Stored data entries

•••

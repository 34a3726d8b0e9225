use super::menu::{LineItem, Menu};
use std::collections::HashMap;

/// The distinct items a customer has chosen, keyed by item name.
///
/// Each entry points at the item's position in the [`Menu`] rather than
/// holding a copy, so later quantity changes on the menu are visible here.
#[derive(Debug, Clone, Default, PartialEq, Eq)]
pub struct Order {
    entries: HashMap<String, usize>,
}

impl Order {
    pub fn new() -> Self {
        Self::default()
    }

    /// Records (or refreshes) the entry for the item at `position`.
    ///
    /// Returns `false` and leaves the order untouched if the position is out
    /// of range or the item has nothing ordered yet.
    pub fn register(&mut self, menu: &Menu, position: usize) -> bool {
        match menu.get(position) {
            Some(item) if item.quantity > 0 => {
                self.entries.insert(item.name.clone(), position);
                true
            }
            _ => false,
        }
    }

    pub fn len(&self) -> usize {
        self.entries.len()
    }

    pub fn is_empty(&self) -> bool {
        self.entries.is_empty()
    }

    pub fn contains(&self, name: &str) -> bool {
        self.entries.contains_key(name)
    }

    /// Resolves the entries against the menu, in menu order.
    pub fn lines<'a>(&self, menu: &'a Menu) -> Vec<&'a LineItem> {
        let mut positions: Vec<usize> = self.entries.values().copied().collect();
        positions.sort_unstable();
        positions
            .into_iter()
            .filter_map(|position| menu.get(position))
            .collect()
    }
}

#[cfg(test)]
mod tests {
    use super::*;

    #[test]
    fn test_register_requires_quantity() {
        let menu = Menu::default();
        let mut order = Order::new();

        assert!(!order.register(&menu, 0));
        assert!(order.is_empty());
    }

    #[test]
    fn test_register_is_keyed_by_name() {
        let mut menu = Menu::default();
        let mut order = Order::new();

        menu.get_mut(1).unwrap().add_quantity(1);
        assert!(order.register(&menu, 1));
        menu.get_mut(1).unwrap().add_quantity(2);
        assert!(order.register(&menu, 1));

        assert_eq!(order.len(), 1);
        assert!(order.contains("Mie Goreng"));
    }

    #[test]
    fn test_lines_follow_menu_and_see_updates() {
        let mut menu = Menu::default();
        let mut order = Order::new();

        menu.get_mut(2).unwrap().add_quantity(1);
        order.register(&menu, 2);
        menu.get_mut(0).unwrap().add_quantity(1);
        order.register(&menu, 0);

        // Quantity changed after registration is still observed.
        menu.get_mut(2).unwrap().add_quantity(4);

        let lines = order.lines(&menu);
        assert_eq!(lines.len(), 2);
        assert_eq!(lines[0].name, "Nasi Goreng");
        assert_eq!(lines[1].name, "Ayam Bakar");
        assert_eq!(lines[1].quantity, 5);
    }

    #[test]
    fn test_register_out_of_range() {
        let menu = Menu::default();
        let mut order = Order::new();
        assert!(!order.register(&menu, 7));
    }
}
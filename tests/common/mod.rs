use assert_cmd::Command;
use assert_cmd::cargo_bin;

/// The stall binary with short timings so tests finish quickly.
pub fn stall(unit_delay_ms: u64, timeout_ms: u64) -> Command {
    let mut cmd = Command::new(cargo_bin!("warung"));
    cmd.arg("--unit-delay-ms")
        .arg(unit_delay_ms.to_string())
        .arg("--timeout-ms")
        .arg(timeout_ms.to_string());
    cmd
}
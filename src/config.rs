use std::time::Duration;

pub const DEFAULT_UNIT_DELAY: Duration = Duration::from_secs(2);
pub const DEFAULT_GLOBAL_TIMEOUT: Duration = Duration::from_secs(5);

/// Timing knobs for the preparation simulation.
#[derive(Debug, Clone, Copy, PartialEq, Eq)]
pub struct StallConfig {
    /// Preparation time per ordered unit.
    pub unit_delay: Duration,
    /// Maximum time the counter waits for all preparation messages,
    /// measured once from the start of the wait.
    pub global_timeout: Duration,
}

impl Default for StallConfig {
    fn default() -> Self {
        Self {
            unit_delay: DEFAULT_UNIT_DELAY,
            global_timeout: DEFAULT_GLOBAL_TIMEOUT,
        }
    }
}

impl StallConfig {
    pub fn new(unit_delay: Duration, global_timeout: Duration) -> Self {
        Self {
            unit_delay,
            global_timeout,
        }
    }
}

•••

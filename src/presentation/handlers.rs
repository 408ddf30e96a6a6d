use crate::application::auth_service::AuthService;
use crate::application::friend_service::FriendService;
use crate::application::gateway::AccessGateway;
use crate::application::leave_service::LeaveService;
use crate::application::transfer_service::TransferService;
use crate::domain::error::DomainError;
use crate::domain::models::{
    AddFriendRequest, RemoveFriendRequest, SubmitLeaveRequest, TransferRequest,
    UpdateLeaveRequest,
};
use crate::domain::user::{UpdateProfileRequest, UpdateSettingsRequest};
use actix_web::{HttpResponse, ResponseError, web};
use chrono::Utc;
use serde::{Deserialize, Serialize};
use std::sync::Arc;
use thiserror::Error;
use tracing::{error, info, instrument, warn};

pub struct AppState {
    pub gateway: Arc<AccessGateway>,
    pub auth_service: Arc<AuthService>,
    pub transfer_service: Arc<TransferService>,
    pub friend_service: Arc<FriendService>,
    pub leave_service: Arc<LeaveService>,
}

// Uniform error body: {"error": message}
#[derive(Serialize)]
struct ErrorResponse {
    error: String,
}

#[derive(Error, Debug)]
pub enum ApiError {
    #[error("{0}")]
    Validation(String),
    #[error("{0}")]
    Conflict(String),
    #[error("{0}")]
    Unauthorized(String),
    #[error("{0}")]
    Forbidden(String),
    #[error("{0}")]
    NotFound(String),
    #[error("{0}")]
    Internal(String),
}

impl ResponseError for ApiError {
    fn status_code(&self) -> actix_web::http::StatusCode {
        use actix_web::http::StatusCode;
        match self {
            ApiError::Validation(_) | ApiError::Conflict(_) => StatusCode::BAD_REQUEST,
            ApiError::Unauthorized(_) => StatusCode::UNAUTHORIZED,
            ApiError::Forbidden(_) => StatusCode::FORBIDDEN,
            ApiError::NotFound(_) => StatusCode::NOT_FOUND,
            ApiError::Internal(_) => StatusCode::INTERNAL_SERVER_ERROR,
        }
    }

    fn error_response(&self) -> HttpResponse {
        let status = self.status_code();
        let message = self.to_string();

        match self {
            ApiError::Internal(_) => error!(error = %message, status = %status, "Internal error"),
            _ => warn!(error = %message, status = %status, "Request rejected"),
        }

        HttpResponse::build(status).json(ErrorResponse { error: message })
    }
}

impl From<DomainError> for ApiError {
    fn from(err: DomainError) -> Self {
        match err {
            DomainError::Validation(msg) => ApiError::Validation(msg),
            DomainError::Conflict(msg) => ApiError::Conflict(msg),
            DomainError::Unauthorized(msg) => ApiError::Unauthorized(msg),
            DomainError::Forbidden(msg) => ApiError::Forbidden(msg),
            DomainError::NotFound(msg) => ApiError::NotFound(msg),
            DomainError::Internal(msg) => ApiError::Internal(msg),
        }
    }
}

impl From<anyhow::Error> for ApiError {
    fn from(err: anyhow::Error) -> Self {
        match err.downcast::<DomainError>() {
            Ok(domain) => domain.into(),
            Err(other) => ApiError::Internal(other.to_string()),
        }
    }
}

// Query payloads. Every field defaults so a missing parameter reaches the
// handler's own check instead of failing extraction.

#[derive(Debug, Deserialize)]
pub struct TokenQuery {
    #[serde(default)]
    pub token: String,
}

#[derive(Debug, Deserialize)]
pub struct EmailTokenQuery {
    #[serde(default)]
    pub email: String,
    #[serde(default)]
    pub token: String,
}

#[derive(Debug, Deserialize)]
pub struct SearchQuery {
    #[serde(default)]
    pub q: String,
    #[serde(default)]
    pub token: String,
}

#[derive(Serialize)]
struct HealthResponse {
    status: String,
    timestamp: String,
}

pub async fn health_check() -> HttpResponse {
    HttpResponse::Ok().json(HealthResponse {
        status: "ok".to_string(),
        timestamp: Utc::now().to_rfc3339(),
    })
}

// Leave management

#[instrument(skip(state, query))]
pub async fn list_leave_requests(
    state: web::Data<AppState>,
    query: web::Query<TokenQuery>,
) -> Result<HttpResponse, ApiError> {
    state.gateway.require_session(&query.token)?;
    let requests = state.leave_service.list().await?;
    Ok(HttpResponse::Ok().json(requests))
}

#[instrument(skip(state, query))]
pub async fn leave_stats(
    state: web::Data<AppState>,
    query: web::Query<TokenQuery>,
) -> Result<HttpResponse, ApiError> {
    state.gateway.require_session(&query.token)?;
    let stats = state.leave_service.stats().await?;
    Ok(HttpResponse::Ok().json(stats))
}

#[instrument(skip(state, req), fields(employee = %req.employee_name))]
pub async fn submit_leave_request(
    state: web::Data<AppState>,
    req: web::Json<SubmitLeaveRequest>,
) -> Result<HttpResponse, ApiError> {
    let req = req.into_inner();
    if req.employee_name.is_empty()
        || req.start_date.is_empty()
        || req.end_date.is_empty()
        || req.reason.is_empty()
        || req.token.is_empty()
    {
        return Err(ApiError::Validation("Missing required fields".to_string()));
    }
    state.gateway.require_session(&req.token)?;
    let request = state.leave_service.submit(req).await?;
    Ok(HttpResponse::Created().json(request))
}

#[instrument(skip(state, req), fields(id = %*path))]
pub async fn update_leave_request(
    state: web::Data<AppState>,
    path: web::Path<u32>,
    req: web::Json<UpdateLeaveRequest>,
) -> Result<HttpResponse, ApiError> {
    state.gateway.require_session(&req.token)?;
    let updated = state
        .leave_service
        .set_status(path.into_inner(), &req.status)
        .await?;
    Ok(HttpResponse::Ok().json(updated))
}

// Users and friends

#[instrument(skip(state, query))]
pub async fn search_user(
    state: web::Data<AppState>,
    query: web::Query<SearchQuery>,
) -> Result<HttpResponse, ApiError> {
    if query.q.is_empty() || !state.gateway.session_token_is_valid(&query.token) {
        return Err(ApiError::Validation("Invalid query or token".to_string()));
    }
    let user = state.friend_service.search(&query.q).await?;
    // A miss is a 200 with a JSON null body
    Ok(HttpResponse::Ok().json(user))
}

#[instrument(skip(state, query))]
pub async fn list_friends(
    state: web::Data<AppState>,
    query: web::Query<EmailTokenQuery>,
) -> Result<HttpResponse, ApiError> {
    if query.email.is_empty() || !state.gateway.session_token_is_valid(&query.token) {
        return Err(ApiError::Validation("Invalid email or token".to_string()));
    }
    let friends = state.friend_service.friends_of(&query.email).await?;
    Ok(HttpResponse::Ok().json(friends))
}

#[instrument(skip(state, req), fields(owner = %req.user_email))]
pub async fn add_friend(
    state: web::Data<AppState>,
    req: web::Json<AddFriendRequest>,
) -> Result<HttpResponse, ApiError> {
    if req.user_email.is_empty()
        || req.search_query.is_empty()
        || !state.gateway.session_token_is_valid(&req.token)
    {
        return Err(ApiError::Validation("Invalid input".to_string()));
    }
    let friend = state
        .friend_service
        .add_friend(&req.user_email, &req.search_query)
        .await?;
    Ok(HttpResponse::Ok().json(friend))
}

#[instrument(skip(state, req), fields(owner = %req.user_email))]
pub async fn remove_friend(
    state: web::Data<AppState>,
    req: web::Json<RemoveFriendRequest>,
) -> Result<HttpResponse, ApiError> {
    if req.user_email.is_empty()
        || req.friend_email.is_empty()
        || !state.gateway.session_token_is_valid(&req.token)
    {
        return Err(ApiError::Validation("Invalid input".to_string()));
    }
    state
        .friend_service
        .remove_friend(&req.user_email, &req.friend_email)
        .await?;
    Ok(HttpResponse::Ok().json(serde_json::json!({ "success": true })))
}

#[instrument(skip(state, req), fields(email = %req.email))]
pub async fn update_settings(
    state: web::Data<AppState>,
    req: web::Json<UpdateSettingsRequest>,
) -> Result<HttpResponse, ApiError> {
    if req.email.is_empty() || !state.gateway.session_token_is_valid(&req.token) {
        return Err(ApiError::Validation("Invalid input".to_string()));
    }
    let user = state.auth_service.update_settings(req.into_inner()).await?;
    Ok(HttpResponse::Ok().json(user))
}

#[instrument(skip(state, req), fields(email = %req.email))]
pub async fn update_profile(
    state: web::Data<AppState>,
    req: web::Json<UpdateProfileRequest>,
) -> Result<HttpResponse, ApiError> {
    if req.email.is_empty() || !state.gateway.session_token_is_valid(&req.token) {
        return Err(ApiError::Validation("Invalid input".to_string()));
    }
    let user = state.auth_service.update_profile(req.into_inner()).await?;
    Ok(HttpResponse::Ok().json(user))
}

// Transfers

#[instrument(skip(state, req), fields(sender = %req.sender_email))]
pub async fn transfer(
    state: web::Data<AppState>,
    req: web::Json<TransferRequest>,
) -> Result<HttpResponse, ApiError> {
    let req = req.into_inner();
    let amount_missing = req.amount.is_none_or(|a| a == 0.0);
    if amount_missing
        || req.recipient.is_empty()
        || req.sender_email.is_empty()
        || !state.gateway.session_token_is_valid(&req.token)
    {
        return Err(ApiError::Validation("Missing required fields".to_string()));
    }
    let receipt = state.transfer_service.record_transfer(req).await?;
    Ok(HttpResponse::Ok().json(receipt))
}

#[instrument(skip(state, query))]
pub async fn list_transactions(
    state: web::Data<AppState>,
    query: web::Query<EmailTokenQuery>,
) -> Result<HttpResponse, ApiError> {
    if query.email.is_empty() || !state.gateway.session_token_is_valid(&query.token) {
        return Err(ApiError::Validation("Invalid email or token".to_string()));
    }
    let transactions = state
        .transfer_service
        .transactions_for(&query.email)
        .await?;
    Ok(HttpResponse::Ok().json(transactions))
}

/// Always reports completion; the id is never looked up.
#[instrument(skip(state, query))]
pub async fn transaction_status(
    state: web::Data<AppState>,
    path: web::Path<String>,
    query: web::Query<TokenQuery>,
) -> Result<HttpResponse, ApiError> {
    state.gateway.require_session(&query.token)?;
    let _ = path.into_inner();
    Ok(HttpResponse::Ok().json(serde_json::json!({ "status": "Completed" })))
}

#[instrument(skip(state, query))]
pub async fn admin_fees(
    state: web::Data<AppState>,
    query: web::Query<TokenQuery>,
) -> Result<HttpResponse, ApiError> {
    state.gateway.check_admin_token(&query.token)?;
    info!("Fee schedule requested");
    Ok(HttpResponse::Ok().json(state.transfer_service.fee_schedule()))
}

•••

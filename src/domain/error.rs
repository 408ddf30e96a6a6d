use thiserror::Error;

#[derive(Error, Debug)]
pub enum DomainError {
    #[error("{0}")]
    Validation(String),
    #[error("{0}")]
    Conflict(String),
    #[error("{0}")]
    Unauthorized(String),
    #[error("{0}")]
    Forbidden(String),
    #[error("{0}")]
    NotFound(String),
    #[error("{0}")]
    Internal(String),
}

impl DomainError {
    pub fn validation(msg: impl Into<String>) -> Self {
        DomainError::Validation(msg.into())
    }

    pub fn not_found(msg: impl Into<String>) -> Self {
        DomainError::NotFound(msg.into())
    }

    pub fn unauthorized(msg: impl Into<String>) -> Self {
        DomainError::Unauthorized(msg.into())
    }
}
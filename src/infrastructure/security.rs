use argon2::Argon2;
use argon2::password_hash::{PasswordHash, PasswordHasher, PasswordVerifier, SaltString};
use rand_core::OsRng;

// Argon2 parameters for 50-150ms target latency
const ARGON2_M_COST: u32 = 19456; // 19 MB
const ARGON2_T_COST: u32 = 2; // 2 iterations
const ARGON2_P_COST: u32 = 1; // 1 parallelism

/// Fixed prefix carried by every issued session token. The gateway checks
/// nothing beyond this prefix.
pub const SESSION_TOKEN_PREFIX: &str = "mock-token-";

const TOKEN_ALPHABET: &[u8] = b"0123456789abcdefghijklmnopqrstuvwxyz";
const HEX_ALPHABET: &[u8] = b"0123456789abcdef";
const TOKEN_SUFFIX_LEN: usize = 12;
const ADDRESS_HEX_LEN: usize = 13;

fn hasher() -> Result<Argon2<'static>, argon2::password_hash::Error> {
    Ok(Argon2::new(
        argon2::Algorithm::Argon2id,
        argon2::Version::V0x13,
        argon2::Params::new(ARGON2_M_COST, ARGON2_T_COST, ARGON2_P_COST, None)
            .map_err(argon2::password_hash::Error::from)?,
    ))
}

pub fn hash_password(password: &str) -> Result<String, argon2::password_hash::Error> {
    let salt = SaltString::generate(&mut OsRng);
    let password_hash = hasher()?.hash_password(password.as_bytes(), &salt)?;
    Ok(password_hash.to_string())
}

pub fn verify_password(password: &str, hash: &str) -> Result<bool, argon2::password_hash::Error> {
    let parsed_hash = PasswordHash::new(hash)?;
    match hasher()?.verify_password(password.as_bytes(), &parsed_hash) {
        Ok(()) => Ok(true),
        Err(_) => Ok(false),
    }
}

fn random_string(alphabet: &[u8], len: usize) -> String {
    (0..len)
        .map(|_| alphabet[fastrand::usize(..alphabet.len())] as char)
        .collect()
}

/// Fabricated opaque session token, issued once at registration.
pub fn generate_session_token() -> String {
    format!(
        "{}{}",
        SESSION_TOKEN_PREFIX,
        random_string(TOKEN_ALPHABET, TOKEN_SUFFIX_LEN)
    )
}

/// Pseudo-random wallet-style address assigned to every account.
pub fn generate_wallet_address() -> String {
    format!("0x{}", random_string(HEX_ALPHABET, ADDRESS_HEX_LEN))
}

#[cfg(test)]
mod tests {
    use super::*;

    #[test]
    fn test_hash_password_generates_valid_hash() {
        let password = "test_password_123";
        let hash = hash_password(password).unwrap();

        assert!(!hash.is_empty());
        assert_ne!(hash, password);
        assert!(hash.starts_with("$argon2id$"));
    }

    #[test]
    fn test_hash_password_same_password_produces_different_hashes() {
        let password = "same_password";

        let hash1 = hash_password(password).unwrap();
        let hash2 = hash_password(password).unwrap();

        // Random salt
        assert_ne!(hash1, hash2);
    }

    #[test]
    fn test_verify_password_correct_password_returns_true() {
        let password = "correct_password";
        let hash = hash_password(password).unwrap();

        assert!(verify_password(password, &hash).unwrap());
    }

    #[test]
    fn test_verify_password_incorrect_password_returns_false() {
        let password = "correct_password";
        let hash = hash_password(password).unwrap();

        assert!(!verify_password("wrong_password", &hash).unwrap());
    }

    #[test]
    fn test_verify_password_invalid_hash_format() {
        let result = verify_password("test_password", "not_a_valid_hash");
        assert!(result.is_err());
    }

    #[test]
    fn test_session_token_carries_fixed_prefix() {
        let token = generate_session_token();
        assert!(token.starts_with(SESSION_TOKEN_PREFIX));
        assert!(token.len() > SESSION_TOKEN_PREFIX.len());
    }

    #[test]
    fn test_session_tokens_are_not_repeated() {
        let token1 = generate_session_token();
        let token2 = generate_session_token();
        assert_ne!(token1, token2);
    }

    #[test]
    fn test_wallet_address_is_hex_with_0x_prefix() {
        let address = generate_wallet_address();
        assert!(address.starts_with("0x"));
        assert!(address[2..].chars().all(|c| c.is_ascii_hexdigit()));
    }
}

•••

> _Task prompt_
Produce only the lines from the line containing "repository 34a3726d8b0e9225" through the line containing "#[derive(Debug, Clone, Default, PartialEq, Eq)]", inclusive of both, exactly as they stand in the entries above.

> _Your solution_
repository 34a3726d8b0e9225
use super::menu::{LineItem, Menu};
use std::collections::HashMap;

/// The distinct items a customer has chosen, keyed by item name.
///
/// Each entry points at the item's position in the [`Menu`] rather than
/// holding a copy, so later quantity changes on the menu are visible here.
#[derive(Debug, Clone, Default, PartialEq, Eq)]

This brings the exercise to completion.